*** Opening SUPPLIED DATA ***

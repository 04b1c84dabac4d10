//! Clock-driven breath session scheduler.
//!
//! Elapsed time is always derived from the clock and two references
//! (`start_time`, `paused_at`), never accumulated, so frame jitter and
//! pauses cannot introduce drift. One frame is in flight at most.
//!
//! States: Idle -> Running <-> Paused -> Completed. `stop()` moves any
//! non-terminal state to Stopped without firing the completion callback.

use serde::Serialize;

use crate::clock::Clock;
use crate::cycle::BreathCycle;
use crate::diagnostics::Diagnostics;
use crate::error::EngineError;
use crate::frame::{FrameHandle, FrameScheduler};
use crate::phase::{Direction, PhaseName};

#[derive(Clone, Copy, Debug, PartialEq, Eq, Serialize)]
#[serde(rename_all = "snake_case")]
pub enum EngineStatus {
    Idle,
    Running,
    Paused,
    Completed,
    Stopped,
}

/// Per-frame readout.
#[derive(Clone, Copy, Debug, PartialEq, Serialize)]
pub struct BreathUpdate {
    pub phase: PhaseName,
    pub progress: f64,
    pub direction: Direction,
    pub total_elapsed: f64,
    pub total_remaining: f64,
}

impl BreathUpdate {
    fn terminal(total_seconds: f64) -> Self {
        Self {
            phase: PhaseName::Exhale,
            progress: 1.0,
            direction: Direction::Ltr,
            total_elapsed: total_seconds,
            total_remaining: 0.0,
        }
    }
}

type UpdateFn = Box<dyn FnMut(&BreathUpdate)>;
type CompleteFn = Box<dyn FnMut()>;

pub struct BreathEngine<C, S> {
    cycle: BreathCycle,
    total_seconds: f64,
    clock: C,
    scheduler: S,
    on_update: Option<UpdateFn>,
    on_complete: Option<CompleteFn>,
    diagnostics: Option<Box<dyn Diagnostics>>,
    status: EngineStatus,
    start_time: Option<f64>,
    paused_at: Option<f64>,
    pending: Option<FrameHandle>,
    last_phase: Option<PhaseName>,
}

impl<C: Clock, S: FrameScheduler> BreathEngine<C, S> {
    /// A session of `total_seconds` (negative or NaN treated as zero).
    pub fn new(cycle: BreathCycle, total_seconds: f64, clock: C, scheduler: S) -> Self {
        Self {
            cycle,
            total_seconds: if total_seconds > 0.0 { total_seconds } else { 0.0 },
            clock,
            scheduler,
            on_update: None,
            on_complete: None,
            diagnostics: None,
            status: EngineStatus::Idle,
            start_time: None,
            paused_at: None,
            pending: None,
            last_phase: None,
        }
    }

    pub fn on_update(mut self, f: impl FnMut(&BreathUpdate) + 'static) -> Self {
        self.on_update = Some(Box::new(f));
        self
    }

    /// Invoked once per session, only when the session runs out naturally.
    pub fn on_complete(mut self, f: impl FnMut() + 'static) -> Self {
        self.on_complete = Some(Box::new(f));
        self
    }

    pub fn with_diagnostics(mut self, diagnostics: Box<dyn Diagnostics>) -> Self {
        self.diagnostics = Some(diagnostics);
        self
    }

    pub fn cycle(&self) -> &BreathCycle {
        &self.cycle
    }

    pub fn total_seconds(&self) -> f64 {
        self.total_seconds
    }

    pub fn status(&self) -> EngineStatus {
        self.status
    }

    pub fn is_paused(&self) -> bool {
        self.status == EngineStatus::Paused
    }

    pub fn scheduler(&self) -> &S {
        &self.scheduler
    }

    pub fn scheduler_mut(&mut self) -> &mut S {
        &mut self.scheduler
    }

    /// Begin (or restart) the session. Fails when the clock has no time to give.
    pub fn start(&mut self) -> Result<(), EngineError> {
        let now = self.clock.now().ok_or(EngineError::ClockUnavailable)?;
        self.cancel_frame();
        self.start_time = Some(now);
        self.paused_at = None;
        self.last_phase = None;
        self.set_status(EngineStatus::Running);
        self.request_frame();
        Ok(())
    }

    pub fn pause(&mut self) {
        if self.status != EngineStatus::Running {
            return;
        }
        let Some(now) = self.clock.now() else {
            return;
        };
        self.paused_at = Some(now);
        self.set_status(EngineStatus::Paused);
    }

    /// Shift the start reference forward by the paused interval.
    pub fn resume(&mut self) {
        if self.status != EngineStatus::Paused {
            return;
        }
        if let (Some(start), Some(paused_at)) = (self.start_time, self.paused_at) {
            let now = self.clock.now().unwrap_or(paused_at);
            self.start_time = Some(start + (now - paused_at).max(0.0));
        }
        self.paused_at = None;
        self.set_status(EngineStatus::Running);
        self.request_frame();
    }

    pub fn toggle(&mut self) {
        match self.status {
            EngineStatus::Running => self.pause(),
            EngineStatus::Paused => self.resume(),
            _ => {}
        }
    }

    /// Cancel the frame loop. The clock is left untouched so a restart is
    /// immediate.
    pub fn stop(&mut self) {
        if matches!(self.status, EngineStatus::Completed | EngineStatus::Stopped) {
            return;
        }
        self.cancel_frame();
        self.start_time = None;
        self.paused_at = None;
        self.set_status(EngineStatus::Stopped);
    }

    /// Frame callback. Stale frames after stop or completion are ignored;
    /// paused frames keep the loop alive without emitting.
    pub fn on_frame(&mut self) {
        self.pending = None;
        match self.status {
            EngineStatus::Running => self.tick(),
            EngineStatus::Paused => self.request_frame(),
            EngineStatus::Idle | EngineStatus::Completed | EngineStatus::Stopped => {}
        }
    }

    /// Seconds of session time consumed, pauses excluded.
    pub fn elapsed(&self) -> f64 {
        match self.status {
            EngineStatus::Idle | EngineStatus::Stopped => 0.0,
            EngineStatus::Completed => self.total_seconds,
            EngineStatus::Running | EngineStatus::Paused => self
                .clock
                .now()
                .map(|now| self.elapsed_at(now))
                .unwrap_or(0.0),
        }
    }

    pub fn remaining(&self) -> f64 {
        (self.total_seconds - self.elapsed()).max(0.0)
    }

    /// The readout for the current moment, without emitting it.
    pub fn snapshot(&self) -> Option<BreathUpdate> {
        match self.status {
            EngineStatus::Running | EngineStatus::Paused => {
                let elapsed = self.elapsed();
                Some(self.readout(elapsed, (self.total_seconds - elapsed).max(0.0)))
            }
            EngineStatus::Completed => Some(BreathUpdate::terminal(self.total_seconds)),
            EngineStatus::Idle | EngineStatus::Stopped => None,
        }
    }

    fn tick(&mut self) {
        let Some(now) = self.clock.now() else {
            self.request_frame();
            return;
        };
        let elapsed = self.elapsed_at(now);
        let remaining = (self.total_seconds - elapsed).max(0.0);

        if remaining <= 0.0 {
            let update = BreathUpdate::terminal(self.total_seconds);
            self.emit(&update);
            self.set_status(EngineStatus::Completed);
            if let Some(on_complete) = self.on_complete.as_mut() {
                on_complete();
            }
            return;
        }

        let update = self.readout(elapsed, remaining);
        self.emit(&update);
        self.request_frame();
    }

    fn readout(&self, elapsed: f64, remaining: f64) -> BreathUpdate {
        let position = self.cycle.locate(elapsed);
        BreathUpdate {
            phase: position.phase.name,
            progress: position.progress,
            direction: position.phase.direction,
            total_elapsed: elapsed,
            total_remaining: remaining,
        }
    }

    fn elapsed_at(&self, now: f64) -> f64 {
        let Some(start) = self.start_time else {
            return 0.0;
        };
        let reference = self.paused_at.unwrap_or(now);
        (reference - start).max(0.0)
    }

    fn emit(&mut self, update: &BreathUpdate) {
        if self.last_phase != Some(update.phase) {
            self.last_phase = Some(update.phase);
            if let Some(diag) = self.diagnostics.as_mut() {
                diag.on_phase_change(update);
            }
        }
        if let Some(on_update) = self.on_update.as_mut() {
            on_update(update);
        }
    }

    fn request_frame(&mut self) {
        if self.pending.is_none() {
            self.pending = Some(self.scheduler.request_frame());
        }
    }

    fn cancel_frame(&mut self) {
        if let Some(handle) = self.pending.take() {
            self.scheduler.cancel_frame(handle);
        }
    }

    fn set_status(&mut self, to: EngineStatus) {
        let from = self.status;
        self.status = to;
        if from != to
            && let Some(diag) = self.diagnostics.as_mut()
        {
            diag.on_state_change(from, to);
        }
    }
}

*** Closing SUPPLIED DATA ***

EXERCISE DESCRIPTION: Work through the entries above line by line, counting each one that includes the word "FrameHandle", and give the final number only.

SOLUTION: 2